The only real question when something like this gets loose is how we respond to it. Nobody can be rationally blamed for a mutation occurring – any more than we could blame a country for a volcanic eruption or a tsunami in its territory. True, China’s response was not above criticism – and some have argued that the measures it took were in fact unnecessarily draconian. But if we’re going to blame China for unleashing this natural disaster on the world, then we cannot justly complain that they did too much in response to it.

Besides which, the World Health Organisation has said that China has shown great willingness to take steps to confront the outbreak, including a rare (for China) degree of openness and information-sharing with other nations. Most other countries, with some variation, have responded determinedly.

The exceptions, as always, are Britain and the USA – both, coincidentally I’m sure, led by image-conscious, insecure, populist governments. The US administration, keen to cushion the almighty economy, has chosen a policy of denial and – when that became impossible, downplaying the danger and the measures necessary to confront it effectively. As a result, the impact on their economy is likely to be heavier and last longer than it might have.

Similarly, here in the UK, the government wasted valuable weeks on a lethally flawed “herd immunity” strategy which now seems likely to result in far more deaths than we might otherwise have seen; it has declined to engage in extensive testing and contact tracing; and right up until today the UK government was still refusing to participate in a European ventilator distribution programme because of an ideological insistence that “we are no longer in the EU” – despite the fact that the EU is happy to supply the ventilators to us anyway.

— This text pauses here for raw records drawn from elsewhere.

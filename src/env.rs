//! Environment variable names used by this crate for convenient
//! configuration of the logging layer from services.
//!
//! These are purely helpers; the formatter itself never reads the
//! environment.

/// Minimum level written, e.g. `debug` or `information`.
pub const LOG_LEVEL_ENV: &str = "LOG_LEVEL";

/// Optional `EnvFilter` directives that override [`LOG_LEVEL_ENV`], e.g.
/// `debug,hyper=info` to keep a noisy dependency at `info`.
pub const LOG_FILTER_ENV: &str = "LOG_FILTER";

/// Whether span fields are appended to events (`true`/`false`).
pub const LOG_SPAN_FIELDS_ENV: &str = "LOG_SPAN_FIELDS";

pub const DEFAULT_LOG_LEVEL: &str = "debug";

/// Read an environment variable or fall back to a provided default.
pub fn env_or(key: &str, default: &str) -> String {
    std::env::var(key).unwrap_or_else(|_| default.to_string())
}

/// Read an optional, non-empty environment variable.
pub fn env_opt(key: &str) -> Option<String> {
    std::env::var(key).ok().filter(|v| !v.trim().is_empty())
}
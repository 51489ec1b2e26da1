use std::sync::Arc;

use serde_json::json;
use tracing::{error, info, info_span, warn};

use stackdriver_log_format::env::env_or;
use stackdriver_log_format::init::init_tracing;
use stackdriver_log_format::logger::Logger;
use stackdriver_log_format::sink::StdoutSink;
use stackdriver_log_format::{LogLevel, Properties};

#[derive(Debug, thiserror::Error)]
#[error("Oh noes, it's broken (intentionally)")]
struct Crash;

fn crash() -> Result<(), Crash> {
    Err(Crash)
}

/// What a request handler does with an explicitly passed logger.
fn home(logger: &Logger, method: &str, url: &str) -> Result<(), Box<dyn std::error::Error>> {
    let request = logger
        .for_context("requestMethod", method)
        .for_context("requestUrl", url);

    let mut props = Properties::new();
    props.insert("customerId".to_string(), json!(42));
    request.information("Structured logging for customer ID {customerId}.", props)?;
    request.warning("Ooooo, this is a warning!", Properties::new())?;

    if let Err(e) = crash() {
        request.error_with(&e, "Look: An intentional error.", Properties::new())?;
    }
    Ok(())
}

/// The same handler written against `tracing`, using a span for context.
fn home_traced(method: &str, url: &str) {
    let span = info_span!("request", requestMethod = method, requestUrl = url);
    let _guard = span.enter();

    info!(customerId = 42, "Structured logging for customer ID {{customerId}}.");
    warn!("Ooooo, this is a warning!");
    if let Err(e) = crash() {
        error!(error = &e as &(dyn std::error::Error + 'static), "Look: An intentional error.");
    }
}

fn main() -> Result<(), Box<dyn std::error::Error>> {
    let port = env_or("PORT", "6100");
    let hostname = env_or("HOSTNAME", "localhost");
    let url = format!("http://{}:{}/", hostname, port);

    let level: LogLevel = env_or("LOG_LEVEL", "debug").parse()?;
    let logger = Logger::new(Arc::new(StdoutSink), level);
    logger.information("Logging demo starting...", Properties::new())?;
    home(&logger, "GET", &url)?;

    init_tracing(Arc::new(StdoutSink))?;
    home_traced("GET", &url);

    logger.flush()?;
    Ok(())
}
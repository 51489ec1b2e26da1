use crate::exception::ErrorDescription;
use crate::level::LogLevel;
use chrono::{DateTime, Utc};
use serde_json::Value;

/// Named event properties, iterated in insertion order.
pub type Properties = serde_json::Map<String, Value>;

/// One structured log statement, ready to be formatted.
#[derive(Debug, Clone, PartialEq)]
pub struct LogEvent {
    pub timestamp: DateTime<Utc>,
    pub level: LogLevel,
    pub message_template: String,
    pub properties: Properties,
    /// Descriptive text of the attached error, if any.
    pub exception: Option<String>,
}

impl LogEvent {
    /// Create an event stamped with the current time and no properties.
    pub fn new(level: LogLevel, message_template: impl Into<String>) -> Self {
        LogEvent {
            timestamp: Utc::now(),
            level,
            message_template: message_template.into(),
            properties: Properties::new(),
            exception: None,
        }
    }

    /// Override the timestamp. Any time zone is accepted and converted to UTC.
    pub fn at<Tz: chrono::TimeZone>(mut self, timestamp: DateTime<Tz>) -> Self {
        self.timestamp = timestamp.with_timezone(&Utc);
        self
    }

    pub fn with_property(mut self, name: impl Into<String>, value: impl Into<Value>) -> Self {
        self.properties.insert(name.into(), value.into());
        self
    }

    pub fn with_properties(mut self, properties: Properties) -> Self {
        self.properties.extend(properties);
        self
    }

    pub fn with_exception<E: ErrorDescription + ?Sized>(mut self, error: &E) -> Self {
        self.exception = Some(error.describe());
        self
    }

    pub fn with_exception_text(mut self, text: impl Into<String>) -> Self {
        self.exception = Some(text.into());
        self
    }

    /// Append the context's properties that the event does not already carry.
    pub fn with_context(mut self, context: &LogContext) -> Self {
        context.enrich(&mut self);
        self
    }
}

/// Properties shared by every event logged within one unit of work, such as
/// a request. Passed explicitly instead of living in ambient state.
#[derive(Debug, Clone, Default, PartialEq)]
pub struct LogContext {
    properties: Properties,
}

impl LogContext {
    pub fn new() -> Self {
        Self::default()
    }

    pub fn with_property(mut self, name: impl Into<String>, value: impl Into<Value>) -> Self {
        self.push(name, value);
        self
    }

    pub fn push(&mut self, name: impl Into<String>, value: impl Into<Value>) {
        self.properties.insert(name.into(), value.into());
    }

    pub fn properties(&self) -> &Properties {
        &self.properties
    }

    pub fn enrich(&self, event: &mut LogEvent) {
        for (name, value) in &self.properties {
            if !event.properties.contains_key(name) {
                event.properties.insert(name.clone(), value.clone());
            }
        }
    }
}

#[cfg(test)]
mod tests {
    use super::*;
    use chrono::{FixedOffset, TimeZone};

    #[test]
    fn context_never_overrides_event_properties() {
        let ctx = LogContext::new()
            .with_property("requestMethod", "GET")
            .with_property("customerId", 1);
        let event = LogEvent::new(LogLevel::Information, "x")
            .with_property("customerId", 42)
            .with_context(&ctx);

        let keys: Vec<&str> = event.properties.keys().map(String::as_str).collect();
        assert_eq!(keys, ["customerId", "requestMethod"]);
        assert_eq!(event.properties["customerId"], 42);
    }

    #[test]
    fn timestamp_is_converted_to_utc() {
        let offset = FixedOffset::east_opt(2 * 3600).unwrap();
        let local = offset.with_ymd_and_hms(2024, 1, 1, 2, 0, 0).unwrap();
        let event = LogEvent::new(LogLevel::Debug, "x").at(local);
        assert_eq!(event.timestamp, Utc.with_ymd_and_hms(2024, 1, 1, 0, 0, 0).unwrap());
    }

    #[test]
    fn exception_describes_error() {
        let err = std::io::Error::new(std::io::ErrorKind::Other, "disk on fire");
        let event = LogEvent::new(LogLevel::Error, "Boom").with_exception(&err);
        assert_eq!(event.exception.as_deref(), Some("disk on fire"));
    }
}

If there is blame to be assigned it lies not in being the country in which the disaster began, but in being the country or countries that wouldn’t listen to the science, knew better than the experts, and essentially fiddled while Rome burned. It’s going to take a lot longer to put out the fire now. But if you’re not going to put the blame there, then I suggest you put it away and forget about it. Nature certainly isn’t interested.